> _Data provided_
□ □ □

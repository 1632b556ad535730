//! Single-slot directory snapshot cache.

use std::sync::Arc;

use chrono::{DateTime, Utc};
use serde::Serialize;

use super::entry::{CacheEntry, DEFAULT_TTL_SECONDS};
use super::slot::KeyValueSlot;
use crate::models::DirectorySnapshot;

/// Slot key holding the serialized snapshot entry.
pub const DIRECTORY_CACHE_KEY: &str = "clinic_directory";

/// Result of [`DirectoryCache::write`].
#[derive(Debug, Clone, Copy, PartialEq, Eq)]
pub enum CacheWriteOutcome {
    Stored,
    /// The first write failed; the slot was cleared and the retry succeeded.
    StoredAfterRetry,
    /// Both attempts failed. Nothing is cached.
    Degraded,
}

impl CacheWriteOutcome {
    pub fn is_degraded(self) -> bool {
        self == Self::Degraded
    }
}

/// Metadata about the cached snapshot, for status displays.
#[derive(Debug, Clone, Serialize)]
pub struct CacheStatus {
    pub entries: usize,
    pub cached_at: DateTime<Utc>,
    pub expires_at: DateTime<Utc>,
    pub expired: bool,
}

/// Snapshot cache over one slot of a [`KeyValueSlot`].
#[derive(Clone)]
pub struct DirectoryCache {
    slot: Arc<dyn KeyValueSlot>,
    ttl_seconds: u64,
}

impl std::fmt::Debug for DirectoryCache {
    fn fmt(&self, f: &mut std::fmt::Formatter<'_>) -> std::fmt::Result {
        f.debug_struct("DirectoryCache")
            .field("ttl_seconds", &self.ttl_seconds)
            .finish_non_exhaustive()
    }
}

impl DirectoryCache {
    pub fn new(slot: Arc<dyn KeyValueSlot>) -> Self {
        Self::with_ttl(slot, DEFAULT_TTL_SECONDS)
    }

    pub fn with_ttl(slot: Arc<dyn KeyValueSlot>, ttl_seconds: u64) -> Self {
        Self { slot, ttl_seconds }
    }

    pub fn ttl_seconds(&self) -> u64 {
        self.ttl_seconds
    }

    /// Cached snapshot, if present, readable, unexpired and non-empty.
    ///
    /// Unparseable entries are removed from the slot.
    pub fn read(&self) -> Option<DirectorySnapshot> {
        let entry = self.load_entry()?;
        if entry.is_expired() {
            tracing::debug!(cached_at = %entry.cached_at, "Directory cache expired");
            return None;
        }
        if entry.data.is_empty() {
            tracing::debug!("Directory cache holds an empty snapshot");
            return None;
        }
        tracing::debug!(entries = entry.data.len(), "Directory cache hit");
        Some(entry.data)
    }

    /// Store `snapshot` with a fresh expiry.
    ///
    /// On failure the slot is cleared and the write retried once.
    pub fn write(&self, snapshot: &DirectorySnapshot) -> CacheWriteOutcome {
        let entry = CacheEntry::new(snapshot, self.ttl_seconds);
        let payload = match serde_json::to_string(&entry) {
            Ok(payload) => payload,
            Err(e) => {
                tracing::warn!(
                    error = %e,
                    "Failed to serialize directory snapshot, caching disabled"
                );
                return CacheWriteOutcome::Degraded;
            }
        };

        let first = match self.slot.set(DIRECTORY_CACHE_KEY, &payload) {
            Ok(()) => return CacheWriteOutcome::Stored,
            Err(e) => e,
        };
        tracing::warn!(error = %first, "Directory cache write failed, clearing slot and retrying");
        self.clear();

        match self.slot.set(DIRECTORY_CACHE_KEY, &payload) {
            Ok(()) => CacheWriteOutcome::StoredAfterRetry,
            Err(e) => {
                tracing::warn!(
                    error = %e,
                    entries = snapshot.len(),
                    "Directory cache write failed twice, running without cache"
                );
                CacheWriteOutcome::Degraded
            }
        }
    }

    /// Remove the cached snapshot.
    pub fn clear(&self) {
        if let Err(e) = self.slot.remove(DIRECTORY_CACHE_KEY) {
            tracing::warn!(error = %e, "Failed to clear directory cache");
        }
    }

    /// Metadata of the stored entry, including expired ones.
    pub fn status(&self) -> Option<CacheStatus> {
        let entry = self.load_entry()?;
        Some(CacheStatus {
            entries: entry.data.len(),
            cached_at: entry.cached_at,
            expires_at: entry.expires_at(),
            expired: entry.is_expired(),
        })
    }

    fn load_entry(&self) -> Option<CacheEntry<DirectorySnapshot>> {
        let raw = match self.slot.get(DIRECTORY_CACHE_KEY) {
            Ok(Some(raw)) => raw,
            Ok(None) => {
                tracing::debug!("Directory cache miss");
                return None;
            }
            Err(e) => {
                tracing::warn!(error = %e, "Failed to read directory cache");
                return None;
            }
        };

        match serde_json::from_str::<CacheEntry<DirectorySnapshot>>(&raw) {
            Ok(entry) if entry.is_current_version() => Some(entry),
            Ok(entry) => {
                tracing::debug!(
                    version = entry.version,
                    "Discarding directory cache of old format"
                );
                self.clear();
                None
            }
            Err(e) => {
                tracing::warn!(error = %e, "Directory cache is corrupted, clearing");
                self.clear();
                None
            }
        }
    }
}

□ □ □

> _Work instructions_
Line by line, output the data precisely as shown above.

> _Solution to the problem_
repository 1632b556ad535730
//! Single-slot directory snapshot cache.

use std::sync::Arc;

use chrono::{DateTime, Utc};
use serde::Serialize;

use super::entry::{CacheEntry, DEFAULT_TTL_SECONDS};
use super::slot::KeyValueSlot;
use crate::models::DirectorySnapshot;

/// Slot key holding the serialized snapshot entry.
pub const DIRECTORY_CACHE_KEY: &str = "clinic_directory";

/// Result of [`DirectoryCache::write`].
#[derive(Debug, Clone, Copy, PartialEq, Eq)]
pub enum CacheWriteOutcome {
    Stored,
    /// The first write failed; the slot was cleared and the retry succeeded.
    StoredAfterRetry,
    /// Both attempts failed. Nothing is cached.
    Degraded,
}

impl CacheWriteOutcome {
    pub fn is_degraded(self) -> bool {
        self == Self::Degraded
    }
}

/// Metadata about the cached snapshot, for status displays.
#[derive(Debug, Clone, Serialize)]
pub struct CacheStatus {
    pub entries: usize,
    pub cached_at: DateTime<Utc>,
    pub expires_at: DateTime<Utc>,
    pub expired: bool,
}

/// Snapshot cache over one slot of a [`KeyValueSlot`].
#[derive(Clone)]
pub struct DirectoryCache {
    slot: Arc<dyn KeyValueSlot>,
    ttl_seconds: u64,
}

impl std::fmt::Debug for DirectoryCache {
    fn fmt(&self, f: &mut std::fmt::Formatter<'_>) -> std::fmt::Result {
        f.debug_struct("DirectoryCache")
            .field("ttl_seconds", &self.ttl_seconds)
            .finish_non_exhaustive()
    }
}

impl DirectoryCache {
    pub fn new(slot: Arc<dyn KeyValueSlot>) -> Self {
        Self::with_ttl(slot, DEFAULT_TTL_SECONDS)
    }

    pub fn with_ttl(slot: Arc<dyn KeyValueSlot>, ttl_seconds: u64) -> Self {
        Self { slot, ttl_seconds }
    }

    pub fn ttl_seconds(&self) -> u64 {
        self.ttl_seconds
    }

    /// Cached snapshot, if present, readable, unexpired and non-empty.
    ///
    /// Unparseable entries are removed from the slot.
    pub fn read(&self) -> Option<DirectorySnapshot> {
        let entry = self.load_entry()?;
        if entry.is_expired() {
            tracing::debug!(cached_at = %entry.cached_at, "Directory cache expired");
            return None;
        }
        if entry.data.is_empty() {
            tracing::debug!("Directory cache holds an empty snapshot");
            return None;
        }
        tracing::debug!(entries = entry.data.len(), "Directory cache hit");
        Some(entry.data)
    }

    /// Store `snapshot` with a fresh expiry.
    ///
    /// On failure the slot is cleared and the write retried once.
    pub fn write(&self, snapshot: &DirectorySnapshot) -> CacheWriteOutcome {
        let entry = CacheEntry::new(snapshot, self.ttl_seconds);
        let payload = match serde_json::to_string(&entry) {
            Ok(payload) => payload,
            Err(e) => {
                tracing::warn!(
                    error = %e,
                    "Failed to serialize directory snapshot, caching disabled"
                );
                return CacheWriteOutcome::Degraded;
            }
        };

        let first = match self.slot.set(DIRECTORY_CACHE_KEY, &payload) {
            Ok(()) => return CacheWriteOutcome::Stored,
            Err(e) => e,
        };
        tracing::warn!(error = %first, "Directory cache write failed, clearing slot and retrying");
        self.clear();

        match self.slot.set(DIRECTORY_CACHE_KEY, &payload) {
            Ok(()) => CacheWriteOutcome::StoredAfterRetry,
            Err(e) => {
                tracing::warn!(
                    error = %e,
                    entries = snapshot.len(),
                    "Directory cache write failed twice, running without cache"
                );
                CacheWriteOutcome::Degraded
            }
        }
    }

    /// Remove the cached snapshot.
    pub fn clear(&self) {
        if let Err(e) = self.slot.remove(DIRECTORY_CACHE_KEY) {
            tracing::warn!(error = %e, "Failed to clear directory cache");
        }
    }

    /// Metadata of the stored entry, including expired ones.
    pub fn status(&self) -> Option<CacheStatus> {
        let entry = self.load_entry()?;
        Some(CacheStatus {
            entries: entry.data.len(),
            cached_at: entry.cached_at,
            expires_at: entry.expires_at(),
            expired: entry.is_expired(),
        })
    }

    fn load_entry(&self) -> Option<CacheEntry<DirectorySnapshot>> {
        let raw = match self.slot.get(DIRECTORY_CACHE_KEY) {
            Ok(Some(raw)) => raw,
            Ok(None) => {
                tracing::debug!("Directory cache miss");
                return None;
            }
            Err(e) => {
                tracing::warn!(error = %e, "Failed to read directory cache");
                return None;
            }
        };

        match serde_json::from_str::<CacheEntry<DirectorySnapshot>>(&raw) {
            Ok(entry) if entry.is_current_version() => Some(entry),
            Ok(entry) => {
                tracing::debug!(
                    version = entry.version,
                    "Discarding directory cache of old format"
                );
                self.clear();
                None
            }
            Err(e) => {
                tracing::warn!(error = %e, "Directory cache is corrupted, clearing");
                self.clear();
                None
            }
        }
    }
}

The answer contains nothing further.